Referring Families to Direct Family Interventions

The family may contact Bethany for Family & Children directly, or referrals may be made by a teacher, counselor, physician, Juvenile Court officers, Iowa Department of Human Services, or any individual with concerns for a child's well-being.

A Story of Success from Clients of
Direct Family Interventions

Removed from the home of their abusive biological parents, McKenzie and Molly were 4 and 6 years old when they were placed in foster care with Rose, who later adopted them. Seven years later, Rose died after a battle with cancer. At ages 11 and 13, suffering from the grief of losing their mother and witnessing the dramatic decline in her health, the girls began to present significant behavioral problems and were struggling at home and school.

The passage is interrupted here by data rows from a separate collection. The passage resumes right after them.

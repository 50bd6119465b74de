/// Direction of the 24h move. Zero counts as a gain.
#[derive(Debug, Clone, Copy, PartialEq, Eq)]
pub enum ChangeDirection {
    Gain,
    Loss,
}

/// One ranked coin, as shown in the top coins table.
#[derive(Debug, Clone, PartialEq)]
pub struct CoinRow {
    pub rank: u32,
    pub name: String,
    pub symbol: String,

    pub price: f64,
    pub market_cap: f64,
    pub volume_24h: f64,
    /// Signed percentage, e.g. -1.5 for a 1.5% drop.
    pub pct_change_24h: f64,
}

impl CoinRow {
    // A method to determine the direction of the 24h move
    pub fn change_direction(&self) -> ChangeDirection {
        ChangeDirection::of(self.pct_change_24h)
    }

    /// Ticker as displayed everywhere in the UI.
    pub fn display_symbol(&self) -> String {
        self.symbol.to_uppercase()
    }
}

impl ChangeDirection {
    pub fn of(pct: f64) -> Self {
        if pct >= 0.0 {
            ChangeDirection::Gain
        } else {
            ChangeDirection::Loss
        }
    }
}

The girls moved in with Rose’s sister, but after just a few weeks she asked their great aunt Cindy to take over. Cindy moved to town to care for them. In addition to their grief, the girls felt rejected, abandoned, and afraid. Cindy questioned whether she could parent them. She was consumed with doubt and dismay.

Kit, the Direct Family Interventions case manager, taught Cindy to adjust her parenting practices to include the impact of the girls’ traumatic life experiences. Kit taught the sisters coping skills and encouraged them to express themselves in a healthy manner. Together, the family received counseling to define family roles and to establish positive attachments to each other.

The family received specialized grief services. The sisters started formal mental health treatment and began medications to help alleviate some of the symptoms they experienced.

Over six months in the Direct Family Interventions Program, Cindy learned how trauma had impacted the girls, how to better communicate, and to set effective boundaries. The sisters shared their thoughts and feelings and accepted that Cindy was committed to their new family. The family’s stability has improved and both children are doing well academically and are no longer disruptive in school.